Strahlende Zusammenarbeit soll enden

Deutschland hat mehr als 38 Verträge zur Atomkraft geschlossen. Koalitionsfraktionen fordern Umwandlung

BERLIN taz ■ Die Fraktionen von Grünen und SPD verlangen von der Regierung vollständige Informationen über alle bestehenden Atomverträge mit anderen Staaten. Ziel ist die Kündigung beziehungsweise Umwidmung all dieser Verträge zur „friedlichen Nutzung der Kernenergie“ in Kooperationen bei Erneuerbaren Energien. Eine entsprechende Anfrage machten die zuständigen Fraktionsvizechefs Michael Müller und Gernot Erler (SPD) sowie Reinhard Loske und Winfried Nachtwei (Grüne) beim Auswärtigen Amt. „Wir erwarten eine vollständige Liste inklusive der Kündigungsfristen“, sagte Loske der taz. „Nur so werden wir genügend Zeit haben, solche Verträge in Richtung Energieeffizienz und Erneuerbare Energien umzuwandeln.“

Nach einer der taz vorliegenden vorläufigen Aufstellung gibt es Verträge über bilaterale Zusammenarbeit mit 25 Staaten, dazu kommen 13 multinationale Verträge zu diversen kerntechnischen Zwecken. Vielleicht sind es sogar ein paar mehr, weil es dem Vernehmen nach Forschungsverträge gibt, bei denen noch unklar ist, ob auch sie kerntechnische Kooperationen einschließen. Zu den Vertragspartnern gehören neben EU-Staaten wie Dänemark und Schweden – wo sich die Verträge meist auf Informationsaustausch und Sicherheitsfragen beschränkt – Ägypten, Argentinien, Bulgarien, China, Indien, Indonesien, Iran, Südkorea, Rumänien und Russland.
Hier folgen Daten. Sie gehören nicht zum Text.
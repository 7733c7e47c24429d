//! Budget-line balances.
//!
//! Budget master data is owned externally; the balance field is mutated
//! exclusively through batch finalize/undo. Updates go through a versioned
//! compare-and-swap so concurrent batches touching the same line serialize
//! instead of losing updates.

pub mod error;
pub mod registry;

pub use error::BudgetError;
pub use registry::{
    BudgetLine, BudgetRegistry, InMemoryBudgetRegistry, VersionedBalance, apply_delta_with_retry,
};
In den außereuropäischen Staaten geht es zuerst um die Förderung des deutschen Exports. „Was uns natürlich besonders interessiert“, sagte der SPD-Fraktionsvize Müller der taz, „ist der Vertrag mit dem Iran.“ Zwar sei dieser „stillgelegt“, er müsse aber „ganz weg“. Der Iran wird verdächtigt, eine eigene Atombombe zu entwickeln.

Aufgekommen war der Konflikt über den Vertrag mit Brasilien, der sich, wenn er nicht bis zum 18. November gekündigt wird, um fünf Jahre verlängert. Obwohl der Atomausstieg lange beschlossen ist, unternahm die Bundesregierung keinerlei Anstalten, die Verträge, die von 1971 bis 1998 geschlossen wurden, zu kündigen.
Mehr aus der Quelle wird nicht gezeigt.